Top of THE RECORDS

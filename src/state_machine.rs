// Copyright 2025 Cowboy AI, LLC.

//! State machine for the refinement loop
//!
//! The quality-gated iteration loop is a small state machine with one
//! non-terminal state and six terminal outcomes. Transitions are enforced
//! through [`LoopStateTransitions`]; invalid transitions are rejected
//! rather than silently absorbed, which keeps the loop's control flow
//! auditable through its transition history.

use serde::{Deserialize, Serialize};
use std::fmt::Debug;
use uuid::Uuid;

use crate::errors::{EngineResult, PipelineError};

/// Input to a state machine transition
pub trait TransitionInput: Debug + Clone + Send + Sync {
    /// Get a description of this input for logging
    fn description(&self) -> String;
}

/// Trait for types that can be used as states in a state machine
pub trait State: Debug + Clone + PartialEq + Eq + Send + Sync {
    /// Get the name of this state for logging/debugging
    fn name(&self) -> &'static str;

    /// Check if this is a terminal state
    fn is_terminal(&self) -> bool {
        false
    }
}

/// Valid transitions for a loop state
pub trait LoopStateTransitions: State {
    /// Check if a transition to the target state is valid
    fn can_transition_to(&self, target: &Self) -> bool;

    /// Get all valid target states from this state
    fn valid_transitions(&self) -> Vec<Self>;
}

/// Terminal and in-flight statuses of a pipeline evaluation
///
/// `Continue` is the only non-terminal state. The quality-gated loop
/// resolves to one of the quality terminals; `Halted` is forced by the
/// budget check independent of quality state.
#[derive(Debug, Clone, Copy, PartialEq, Eq, Serialize, Deserialize, schemars::JsonSchema)]
#[serde(rename_all = "snake_case")]
pub enum PipelineStatus {
    /// Iteration continues
    Continue,
    /// Tree evaluation finished without engaging the refinement loop
    Completed,
    /// Aggregate quality reached the threshold
    Converged,
    /// Iteration cap reached before the threshold
    MaxIterations,
    /// Quality improvement fell below the plateau epsilon
    Plateau,
    /// Quality regressed on two consecutive iterations
    Degrading,
    /// Budget overran its variance allowance; partial result returned
    Halted,
}

impl State for PipelineStatus {
    fn name(&self) -> &'static str {
        match self {
            PipelineStatus::Continue => "Continue",
            PipelineStatus::Completed => "Completed",
            PipelineStatus::Converged => "Converged",
            PipelineStatus::MaxIterations => "MaxIterations",
            PipelineStatus::Plateau => "Plateau",
            PipelineStatus::Degrading => "Degrading",
            PipelineStatus::Halted => "Halted",
        }
    }

    fn is_terminal(&self) -> bool {
        !matches!(self, PipelineStatus::Continue)
    }
}

impl LoopStateTransitions for PipelineStatus {
    fn can_transition_to(&self, target: &Self) -> bool {
        match self {
            // Continue may stay put or resolve to any terminal
            PipelineStatus::Continue => true,
            // Terminals are absorbing
            _ => self == target,
        }
    }

    fn valid_transitions(&self) -> Vec<Self> {
        match self {
            PipelineStatus::Continue => vec![
                PipelineStatus::Continue,
                PipelineStatus::Completed,
                PipelineStatus::Converged,
                PipelineStatus::MaxIterations,
                PipelineStatus::Plateau,
                PipelineStatus::Degrading,
                PipelineStatus::Halted,
            ],
            other => vec![*other],
        }
    }
}

impl std::fmt::Display for PipelineStatus {
    fn fmt(&self, f: &mut std::fmt::Formatter<'_>) -> std::fmt::Result {
        write!(f, "{}", self.name())
    }
}

/// Record of a state transition
#[derive(Debug, Clone, Serialize, Deserialize)]
pub struct StateTransition<S> {
    /// The state before the transition
    pub from: S,
    /// The state after the transition
    pub to: S,
    /// Description of the input that triggered the transition
    pub input: String,
    /// Unique identifier for this transition instance
    pub transition_id: Uuid,
    /// When the transition occurred
    pub timestamp: chrono::DateTime<chrono::Utc>,
}

/// A state machine tracking loop status and its transition history
#[derive(Debug, Clone)]
pub struct LoopMachine<S: LoopStateTransitions> {
    current_state: S,
    transition_history: Vec<StateTransition<S>>,
}

impl<S: LoopStateTransitions> LoopMachine<S> {
    /// Create a new machine in the given initial state
    pub fn new(initial_state: S) -> Self {
        Self {
            current_state: initial_state,
            transition_history: Vec::new(),
        }
    }

    /// Get the current state
    pub fn current_state(&self) -> &S {
        &self.current_state
    }

    /// Get the transition history
    pub fn history(&self) -> &[StateTransition<S>] {
        &self.transition_history
    }

    /// Attempt a transition, recording it on success
    pub fn transition_to<I: TransitionInput>(&mut self, target: S, input: &I) -> EngineResult<()> {
        if !self.current_state.can_transition_to(&target) {
            return Err(PipelineError::Internal(format!(
                "invalid loop transition from {} to {}",
                self.current_state.name(),
                target.name()
            )));
        }
        self.transition_history.push(StateTransition {
            from: self.current_state.clone(),
            to: target.clone(),
            input: input.description(),
            transition_id: Uuid::new_v4(),
            timestamp: chrono::Utc::now(),
        });
        self.current_state = target;
        Ok(())
    }
}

Bottom of THE RECORDS

YOUR TASK: Tally how many lines include "this" in the listing above; reply with the number only.

OUTPUT: 5